What needs to be done
Show all lines of the entries in which the word "await" is found.

[Records from a data source]
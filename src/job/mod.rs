//! Jobs: the participation of this worker in the training cycles of one model.
//!
//! A job goes through the following states:
//!
//! ```text
//!               accepted            report sent / error / dispose
//!   Applying ------------> Accepted -------------------------------> Disposed
//!       |
//!       | rejected
//!       v
//!   Rejected(retry after) ---------------- dispose --------------------^
//! ```
//!
//! Independently, the download of the cycle materials moves from `NotStarted` to
//! `InProgress` to `Complete`.

mod error;
mod identity;
pub(crate) mod repository;
pub(crate) mod status;

use std::{
    collections::HashMap,
    future::Future,
    sync::{Arc, Mutex, MutexGuard, PoisonError},
    time::Duration,
};

use tokio_util::sync::CancellationToken;
use tracing::{debug, error, info, warn, Instrument};

pub use self::{
    error::{DiffError, JobError},
    identity::JobIdentity,
    repository::{DownloadState, LocalMaterials},
    status::{JobStatusEvent, JobStatusSubscriber},
};
use self::{repository::JobRepository, status::StatusPublisher};
use crate::{
    model::{Diff, ModelState},
    protocol::{ClientConfig, CycleAccept, CycleReject, ReportRequest, ReportResponse, WorkerIdentity},
    worker::WorkerShared,
};

#[derive(Debug, Clone, Copy, PartialEq, Eq)]
pub enum CycleState {
    /// No cycle response was received yet
    Applying,
    Accepted,
    Rejected { retry_after: Duration },
    Disposed,
}

/// What the coordinator handed out when accepting the job in a cycle.
#[derive(Debug, Clone, PartialEq)]
pub struct CycleMaterials {
    /// Plan ids, by plan name
    pub plans: HashMap<String, String>,
    /// Protocol ids, by protocol name
    pub protocols: HashMap<String, String>,
    pub model_id: String,
    /// Key authenticating the downloads and the report of this cycle
    pub request_key: String,
    pub client_config: ClientConfig,
}

impl From<CycleAccept> for CycleMaterials {
    fn from(accept: CycleAccept) -> Self {
        Self {
            plans: accept.plans,
            protocols: accept.protocols,
            model_id: accept.model_id,
            request_key: accept.request_key,
            client_config: accept.client_config,
        }
    }
}

struct JobState {
    cycle: CycleState,
    /// Set at most once, upon acceptance
    materials: Option<CycleMaterials>,
}

pub(crate) struct JobInner {
    identity: JobIdentity,
    worker: Arc<WorkerShared>,
    state: Mutex<JobState>,
    /// Serializes the handling of cycle responses
    transition: tokio::sync::Mutex<()>,
    repository: JobRepository,
    status: StatusPublisher,
    cancel: CancellationToken,
}

/// A handle to a job. Handles are cheap to clone and all refer to the same job.
#[derive(Clone)]
pub struct Job {
    inner: Arc<JobInner>,
}

impl Job {
    pub(crate) fn new(identity: JobIdentity, worker: Arc<WorkerShared>) -> Self {
        let repository = JobRepository::new(worker.downloader(), worker.storage(), worker.download_concurrency());
        let status = StatusPublisher::new(worker.notification_handle());
        Self {
            inner: Arc::new(JobInner {
                identity,
                worker,
                state: Mutex::new(JobState {
                    cycle: CycleState::Applying,
                    materials: None,
                }),
                transition: tokio::sync::Mutex::new(()),
                repository,
                status,
                cancel: CancellationToken::new(),
            }),
        }
    }

    pub(crate) fn inner(&self) -> &Arc<JobInner> {
        &self.inner
    }

    pub(crate) fn from_inner(inner: Arc<JobInner>) -> Self {
        Self { inner }
    }

    fn lock_state(&self) -> MutexGuard<'_, JobState> {
        self.inner.state.lock().unwrap_or_else(PoisonError::into_inner)
    }

    pub fn identity(&self) -> &JobIdentity {
        &self.inner.identity
    }

    pub fn cycle_state(&self) -> CycleState {
        self.lock_state().cycle
    }

    pub fn download_state(&self) -> DownloadState {
        self.inner.repository.status()
    }

    /// The materials announced by the coordinator, once the job is accepted.
    pub fn cycle_materials(&self) -> Option<CycleMaterials> {
        self.lock_state().materials.clone()
    }

    /// The model, plans and protocols of the cycle, once downloaded.
    pub fn local_materials(&self) -> Option<LocalMaterials> {
        self.inner.repository.materials()
    }

    pub fn is_disposed(&self) -> bool {
        self.cycle_state() == CycleState::Disposed
    }

    /// Register a subscriber without applying for a cycle.
    pub fn subscribe<S: JobStatusSubscriber>(&self, subscriber: S) {
        self.inner.status.subscribe(subscriber);
    }

    /// Same as [`Job::subscribe`], with the events forwarded to a channel.
    pub fn events(&self) -> tokio::sync::mpsc::UnboundedReceiver<JobStatusEvent> {
        let (tx, rx) = tokio::sync::mpsc::unbounded_channel();
        self.subscribe(tx);
        rx
    }

    /// Subscribe to the job and apply for a cycle.
    ///
    /// A disposed job only notifies `subscriber` of a
    /// [`JobError::RunningDisposedJob`] error. A rejected job does nothing until it is
    /// disposed: applying again is up to a new job, after the retry delay.
    pub fn start<S: JobStatusSubscriber>(&self, mut subscriber: S) {
        match self.cycle_state() {
            CycleState::Disposed => {
                error!(job = %self.identity(), "cannot start a disposed job");
                subscriber.on_event(JobStatusEvent::Error(JobError::RunningDisposedJob));
                return;
            }
            CycleState::Rejected { retry_after } => {
                debug!(
                    job = %self.identity(),
                    "job was rejected, waiting {:?} before applying again", retry_after
                );
                return;
            }
            CycleState::Applying | CycleState::Accepted => {}
        }

        self.subscribe(subscriber);
        let job = self.clone();
        let span = tracing::info_span!("cycle_request", job = %self.identity());
        self.spawn(async move {
            let worker = Arc::clone(&job.inner.worker);
            worker.execute_cycle_request(job).await
        }
        .instrument(span));
    }

    fn spawn<F>(&self, future: F)
    where
        F: Future<Output = ()> + Send + 'static,
    {
        self.inner.worker.spawn(future);
    }

    /// Record the acceptance in a cycle. Returns `false` if the acceptance was ignored,
    /// because the job is disposed or was already accepted.
    pub(crate) async fn cycle_accepted(&self, accept: CycleAccept) -> bool {
        let _transition = self.inner.transition.lock().await;
        let mut state = self.lock_state();
        match state.cycle {
            CycleState::Applying if state.materials.is_none() => {
                info!(job = %self.identity(), request_key = %accept.request_key, "accepted in cycle");
                state.materials = Some(CycleMaterials::from(accept));
                state.cycle = CycleState::Accepted;
                true
            }
            CycleState::Disposed => {
                debug!(job = %self.identity(), "ignoring cycle acceptance: job disposed");
                false
            }
            _ => {
                warn!(job = %self.identity(), "ignoring cycle acceptance: already handled a cycle response");
                false
            }
        }
    }

    /// Record the rejection from a cycle and notify the subscribers.
    pub(crate) async fn cycle_rejected(&self, reject: CycleReject) {
        let _transition = self.inner.transition.lock().await;
        {
            let mut state = self.lock_state();
            match state.cycle {
                CycleState::Applying => {
                    state.cycle = CycleState::Rejected {
                        retry_after: reject.retry_after,
                    }
                }
                CycleState::Disposed => {
                    debug!(job = %self.identity(), "ignoring cycle rejection: job disposed");
                    return;
                }
                _ => {
                    warn!(job = %self.identity(), "ignoring cycle rejection: already handled a cycle response");
                    return;
                }
            }
        }
        info!(job = %self.identity(), "rejected from cycle, retry after {:?}", reject.retry_after);
        self.inner.status.publish(JobStatusEvent::Rejected {
            retry_after: reject.retry_after,
        });
    }

    /// Download the materials of the cycle the job was accepted in.
    pub(crate) async fn download_materials(&self, worker_id: WorkerIdentity) {
        let materials = {
            let state = self.lock_state();
            match state.cycle {
                CycleState::Accepted => state.materials.clone(),
                _ => None,
            }
        };
        let materials = match materials {
            Some(materials) => materials,
            None => {
                self.publish_error(JobError::CycleNotAccepted(
                    "cycle not accepted, download cannot start".into(),
                ));
                return;
            }
        };

        let download = self.inner.repository.download_cycle_materials(
            self.identity(),
            &worker_id,
            &materials,
            &self.inner.status,
        );
        tokio::select! {
            _ = self.inner.cancel.cancelled() => {
                debug!(job = %self.identity(), "download abandoned: job disposed");
            }
            result = download => {
                if let Err(e) = result {
                    self.publish_error(e);
                }
            }
        }
    }

    /// Compute the diff between the downloaded model and `trained`, and stage it
    /// locally until it is reported.
    pub fn create_diff(&self, trained: &ModelState) -> Result<Diff, DiffError> {
        if self.is_disposed() {
            return Err(JobError::RunningDisposedJob.into());
        }
        let (materials, cycle) = match (self.inner.repository.materials(), self.cycle_materials()) {
            (Some(materials), Some(cycle)) if self.download_state() == DownloadState::Complete => {
                (materials, cycle)
            }
            _ => {
                return Err(JobError::CycleNotAccepted("the cycle materials are not downloaded".into()).into())
            }
        };
        let diff = self
            .inner
            .worker
            .computation()
            .create_diff(&materials.model.state, trained)?;
        let path = self.inner.repository.stage_diff(&cycle.request_key, diff.as_bytes())?;
        debug!(job = %self.identity(), "diff staged in {}", path.display());
        Ok(diff)
    }

    /// Send the diff to the coordinator. The device constraints are checked first:
    /// if they are not satisfied, nothing is sent and the job fails.
    ///
    /// Once the coordinator acknowledges the report, the job completes.
    pub fn report(&self, diff: Diff) {
        if self.is_disposed() {
            warn!(job = %self.identity(), "cannot report: job disposed");
            return;
        }
        if !self.check_network() || !self.check_battery() {
            return;
        }
        let (worker_id, request_key) = match (self.inner.worker.worker_id(), self.cycle_materials()) {
            (Some(worker_id), Some(materials)) => (worker_id, materials.request_key),
            _ => {
                self.publish_error(JobError::CycleNotAccepted("cannot report outside of a cycle".into()));
                return;
            }
        };

        let request = ReportRequest {
            worker_id,
            request_key,
            diff: diff.to_base64(),
        };
        let job = self.clone();
        let span = tracing::info_span!("report", job = %self.identity());
        self.spawn(async move { job.send_report(request).await }.instrument(span));
    }

    async fn send_report(&self, request: ReportRequest) {
        info!("sending report");
        match self.inner.worker.client().report(request).await {
            Err(e) => self.publish_error(e.into()),
            Ok(ReportResponse { error: Some(error), .. }) => {
                self.publish_error(JobError::NetworkResponseFailure(error))
            }
            Ok(ReportResponse {
                status: Some(status), ..
            }) => {
                info!("report acknowledged: {}", status);
                self.dispose();
            }
            Ok(_) => self.publish_error(JobError::NetworkResponseFailure("empty report response".into())),
        }
    }

    /// Fail the job if the network constraints are not satisfied.
    pub(crate) fn check_network(&self) -> bool {
        if self.inner.worker.monitor().is_network_eligible() {
            return true;
        }
        self.publish_error(JobError::NetworkConstraintsFailure);
        false
    }

    /// Fail the job if the battery constraints are not satisfied.
    pub(crate) fn check_battery(&self) -> bool {
        if self.inner.worker.monitor().is_battery_eligible() {
            return true;
        }
        self.publish_error(JobError::BatteryConstraintsFailure);
        false
    }

    /// Dispose of the job: the subscribers are notified of its completion, and the job
    /// stops reacting to responses. Disposing more than once does nothing.
    pub fn dispose(&self) {
        if !self.mark_disposed() {
            debug!(job = %self.identity(), "job already disposed");
            return;
        }
        self.inner.status.publish(JobStatusEvent::Complete);
        info!(job = %self.identity(), "job disposed");
    }

    /// Notify the subscribers of an error and dispose of the job.
    pub(crate) fn publish_error(&self, error: JobError) {
        if !self.mark_disposed() {
            debug!(job = %self.identity(), "ignoring error for disposed job: {}", error);
            return;
        }
        warn!(job = %self.identity(), "job failed: {}", error);
        self.inner.status.publish(JobStatusEvent::Error(error));
    }

    /// Move to `Disposed`. Returns `false` if the job already was.
    fn mark_disposed(&self) -> bool {
        {
            let mut state = self.lock_state();
            if state.cycle == CycleState::Disposed {
                return false;
            }
            state.cycle = CycleState::Disposed;
        }
        self.inner.cancel.cancel();
        self.inner.worker.forget(&self.inner);
        true
    }
}

impl std::fmt::Debug for Job {
    fn fmt(&self, f: &mut std::fmt::Formatter<'_>) -> std::fmt::Result {
        f.debug_struct("Job")
            .field("identity", &self.inner.identity)
            .field("cycle", &self.cycle_state())
            .field("download", &self.download_state())
            .finish()
    }
}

Solution for this exercise
            worker.execute_cycle_request(job).await
        let _transition = self.inner.transition.lock().await;
        let _transition = self.inner.transition.lock().await;
        self.spawn(async move { job.send_report(request).await }.instrument(span));
        match self.inner.worker.client().report(request).await {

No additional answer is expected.